Para disimular su sonrojo escondía la cara entre las manos, dando la impresión de que se replegaba en una profunda devoción. Se mordía la palma de las manos insultándose: «¿Me habré vuelto una mujer de la calle? Todo esto por ese necio chillón que no se fija ni una pizca en mí». Pero algo en ella nacía de la ternura y protestaba: «Exageras, paisana… No solo no chilla, sino que no canta mal tu Lorenzo. Además, ya te gustaría probar su miel, ¿verdad?».
Doña Ana, que a veces lanzaba una mirada controladora al rincón de los pobres y los esclavos, asentía con el mentón llena de satisfacción: ¿quién podría ya criticar la casa de don Miguel, con una esclava convertida tan visiblemente devota ante los fastos del coro de la catedral y con ese aprendiz dotado de una voz de ángel que tan bien cantaba loas al Señor? El ama de llaves saboreaba esta fehaciente demostración de piedad que ridiculizaba los chismes de la mujer del hostelero.
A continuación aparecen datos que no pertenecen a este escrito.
//! Error types for stack-engine

/// Result type for stack-engine operations
pub type Result<T> = std::result::Result<T, Error>;

/// Errors that can occur while talking to the container engine
#[derive(Debug, thiserror::Error)]
pub enum Error {
    /// The engine CLI could not be started
    #[error("Failed to run '{program}': {source}")]
    Spawn {
        program: String,
        #[source]
        source: std::io::Error,
    },

    /// The engine CLI exited with a non-zero status
    #[error("'{command}' failed (exit code {code}){}", stderr_suffix(.stderr))]
    CommandFailed {
        command: String,
        code: i32,
        stderr: String,
    },

    /// A document could not be serialized for the engine
    #[error("Failed to render document: {message}")]
    Render { message: String },

    /// The temporary compose file could not be written
    #[error("Failed to write temporary compose file: {source}")]
    TempFile {
        #[source]
        source: std::io::Error,
    },

    /// Error from stack-core
    #[error(transparent)]
    Core(#[from] stack_core::Error),
}

fn stderr_suffix(stderr: &str) -> String {
    if stderr.is_empty() {
        String::new()
    } else {
        format!(": {stderr}")
    }
}
//! Error types for stack-cli

/// Result type for CLI operations
pub type Result<T> = std::result::Result<T, CliError>;

/// Errors that can occur in CLI operations
#[derive(Debug, thiserror::Error)]
pub enum CliError {
    /// Error from stack-core
    #[error(transparent)]
    Core(#[from] stack_core::Error),

    /// Error from stack-engine
    #[error(transparent)]
    Engine(#[from] stack_engine::Error),

    /// Error from stack-fs
    #[error(transparent)]
    Fs(#[from] stack_fs::Error),

    /// Standard I/O error
    #[error(transparent)]
    Io(#[from] std::io::Error),

    /// JSON output could not be produced
    #[error("Failed to render JSON: {0}")]
    Json(#[from] serde_json::Error),

    /// The tracing subscriber could not be installed
    #[error("Failed to initialize logging: {message}")]
    Logging { message: String },

    /// User-facing error with a message
    #[error("{message}")]
    User { message: String },
}

impl CliError {
    /// Create a new user error with the given message
    pub fn user(message: impl Into<String>) -> Self {
        Self::User {
            message: message.into(),
        }
    }
}

impl From<stack_core::DocumentError> for CliError {
    fn from(e: stack_core::DocumentError) -> Self {
        Self::Core(stack_core::Error::Render {
            message: e.to_string(),
        })
    }
}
El último domingo, a la salida de la misa, el cura incluso felicitó a don Miguel por haber realizado una obra tan pía autorizando a ese aprendiz, dotado de una voz tan bonita, a que cantara en la iglesia incluso durante los días laborables. El sacerdote, luciendo una gran sonrisa, lo llevó a un aparte y habló largamente con el pintor. Cuando don Miguel se incorporó al grupo, que se dirigía paseando hacia la casa, María sorprendió la mirada medio perpleja, medio socarrona que el pintor lanzó al muchacho… Como si sopesara las ventajas y los inconvenientes de una propuesta inesperada sobre su aprendiz, pensó con inquietud la joven enamorada.
Dos días después, el cura, acompañado de un individuo vestido según la moda extranjera, se presentó ante la puerta de don Miguel.
11
Don Miguel invitó a entrar a los visitantes y los acomodó en el salón de gala de la planta superior, lo que solo ocurría con los clientes más importantes. Doña Ana se encargó personalmente del servicio antes de retirarse, muerta de curiosidad. María, que había traído el brasero, la vio dudar ante la puerta que el pintor había cerrado escrupulosamente. La muchacha adivinó que, de no haber estado ella por allí, el ama de llaves no hubiera dudado en espiar la conversación de los tres hombres.
– Ve a la cocina y prepara la sopa -le ordenó doña Ana al pasar ante ella.
Unos instantes después, don Miguel, desde lo alto de la escalera, llamó a María y le ordenó que fuera en busca de Lorenzo. El maestro esgrimía un rostro inexpresivo que la tranquilizó en un primer momento, aunque por la misma razón la inquietó inmediatamente después.
Interrumpió a Lorenzo mientras este estaba preparando un fondo de cielo. Parecía satisfecho del trabajo, pero con una simple ojeada, María presintió que don Miguel estaría descontento una vez más de la labor de su aprendiz. «A pesar de tus grandes ojos azules, no estás hecho para la pintura, Lorenzo», pensó con una tristeza infinita.